Astute Dispute Resolution approached Ms. Claire Hill, an experienced independent court reporter well-regarded for her work in in-person hearings, to inquire about her pricing for assisting with a short online hearing of up to one day. Her quoted rate was only slightly higher than that of TERES and was thoughtfully capped to reflect the modest scope of the case.
Our previous positive experiences with Ms. Hill made her the clear choice. Relying on her services specifically, rather than those of a larger company—which could assign the task to any court reporter under its umbrella—offered greater assurance of quality and accountability while maintaining cost efficiency for the hearing.
For those seeking independent court reporters like Ms.
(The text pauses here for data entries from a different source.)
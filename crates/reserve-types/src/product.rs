// Copyright (c) 2025 SOLARE S.R.O.
//
// This file is part of FluxION.
//
// Licensed under the Creative Commons Attribution-NonCommercial-NoDerivatives 4.0 International
// (CC BY-NC-ND 4.0). You may use and share this file for non-commercial purposes only and you may not
// create derivatives. See <https://creativecommons.org/licenses/by-nc-nd/4.0/>.
//
// This software is provided "AS IS", without warranty of any kind.
//
// For commercial licensing, please contact: info@solare.cz

use std::fmt;

/// Balancing products tracked in the archive, in archive column order
#[derive(Debug, Clone, Copy, PartialEq, Eq, Hash, PartialOrd, Ord)]
pub enum Product {
    /// FCR-N, frequency containment reserve for normal operation (no direction split)
    FcrN,
    FcrDUp,
    FcrDDown,
    /// aFFR, automatically activated restoration reserve
    AfrrUp,
    AfrrDown,
    /// mFFR, manually activated restoration reserve
    MfrrUp,
    MfrrDown,
}

impl Product {
    pub const COUNT: usize = 7;

    /// All products in the fixed order used by archive lines
    pub const ALL: [Product; Self::COUNT] = [
        Self::FcrN,
        Self::FcrDUp,
        Self::FcrDDown,
        Self::AfrrUp,
        Self::AfrrDown,
        Self::MfrrUp,
        Self::MfrrDown,
    ];

    /// Position of this product in archive lines and per-day storage
    pub fn index(self) -> usize {
        match self {
            Self::FcrN => 0,
            Self::FcrDUp => 1,
            Self::FcrDDown => 2,
            Self::AfrrUp => 3,
            Self::AfrrDown => 4,
            Self::MfrrUp => 5,
            Self::MfrrDown => 6,
        }
    }

    /// Short label used in logs and diagnostics
    pub fn label(self) -> &'static str {
        match self {
            Self::FcrN => "fcrn",
            Self::FcrDUp => "fcrd_up",
            Self::FcrDDown => "fcrd_down",
            Self::AfrrUp => "affr_up",
            Self::AfrrDown => "affr_down",
            Self::MfrrUp => "mffr_up",
            Self::MfrrDown => "mffr_down",
        }
    }
}

impl fmt::Display for Product {
    fn fmt(&self, f: &mut fmt::Formatter<'_>) -> fmt::Result {
        f.write_str(self.label())
    }
}

/// A group of products downloaded from one endpoint
#[derive(Debug, Clone, Copy, PartialEq, Eq, Hash)]
pub enum ProductFamily {
    Fcr,
    Afrr,
    Mfrr,
}

impl ProductFamily {
    /// Human-readable name for the family
    pub fn display_name(self) -> &'static str {
        match self {
            Self::Fcr => "FCR",
            Self::Afrr => "aFFR",
            Self::Mfrr => "mFFR",
        }
    }

    /// Products this family reports, in archive order
    pub fn products(self) -> &'static [Product] {
        match self {
            Self::Fcr => &[Product::FcrN, Product::FcrDUp, Product::FcrDDown],
            Self::Afrr => &[Product::AfrrUp, Product::AfrrDown],
            Self::Mfrr => &[Product::MfrrUp, Product::MfrrDown],
        }
    }
}

impl fmt::Display for ProductFamily {
    fn fmt(&self, f: &mut fmt::Formatter<'_>) -> fmt::Result {
        f.write_str(self.display_name())
    }
}
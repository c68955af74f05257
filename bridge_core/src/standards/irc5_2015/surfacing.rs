//! Wearing coat (Cl. 109.5).

use std::fmt;

use serde::{Deserialize, Serialize};
use tracing::debug;

use crate::reference::{ClauseRef, Standard};
use crate::standards::ClauseResult;

pub const WEARING_COAT: ClauseRef = ClauseRef::new(Standard::Irc5_2015, "109.5");

#[derive(Debug, Clone, Copy, PartialEq, Eq, Hash, Serialize, Deserialize)]
pub enum WearingCoat {
    Bituminous,
    CementConcrete,
    NotProvided,
}

impl WearingCoat {
    pub const ALL: [WearingCoat; 3] = [
        WearingCoat::Bituminous,
        WearingCoat::CementConcrete,
        WearingCoat::NotProvided,
    ];

    pub fn display_name(&self) -> &'static str {
        match self {
            WearingCoat::Bituminous => "Bituminous",
            WearingCoat::CementConcrete => "Cement Concrete",
            WearingCoat::NotProvided => "Not Provided",
        }
    }
}

impl fmt::Display for WearingCoat {
    fn fmt(&self, f: &mut fmt::Formatter<'_>) -> fmt::Result {
        write!(f, "{}", self.display_name())
    }
}

/// A deck must carry a bituminous or cement concrete wearing coat
pub fn wearing_coat(coat: WearingCoat) -> ClauseResult {
    debug!(clause = %WEARING_COAT, ?coat, "evaluating");
    match coat {
        WearingCoat::Bituminous | WearingCoat::CementConcrete => ClauseResult::categorical(
            WEARING_COAT,
            true,
            format!("{} wearing coat provided.", coat),
        ),
        WearingCoat::NotProvided => ClauseResult::categorical(
            WEARING_COAT,
            false,
            "A bituminous or cement concrete wearing coat shall be provided.",
        ),
    }
}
Hill, she recommended this list available on the International Dispute Resolution Centre (IDRC)’s website.
Conclusion
The decision to transcribe hearings in small arbitrations should be guided by the specific circumstances of each case, including witness involvement, procedural challenges, and the need for enhanced transparency and fairness.
In cases where cost-efficiency is paramount, hybrid solutions like TERES may offer an optimal balance. However, the reliability of professional court reporters remains unparalleled.
Astute Dispute Resolution continues to adapt its approach, ensuring that each arbitration achieves both procedural integrity and cost-effectiveness.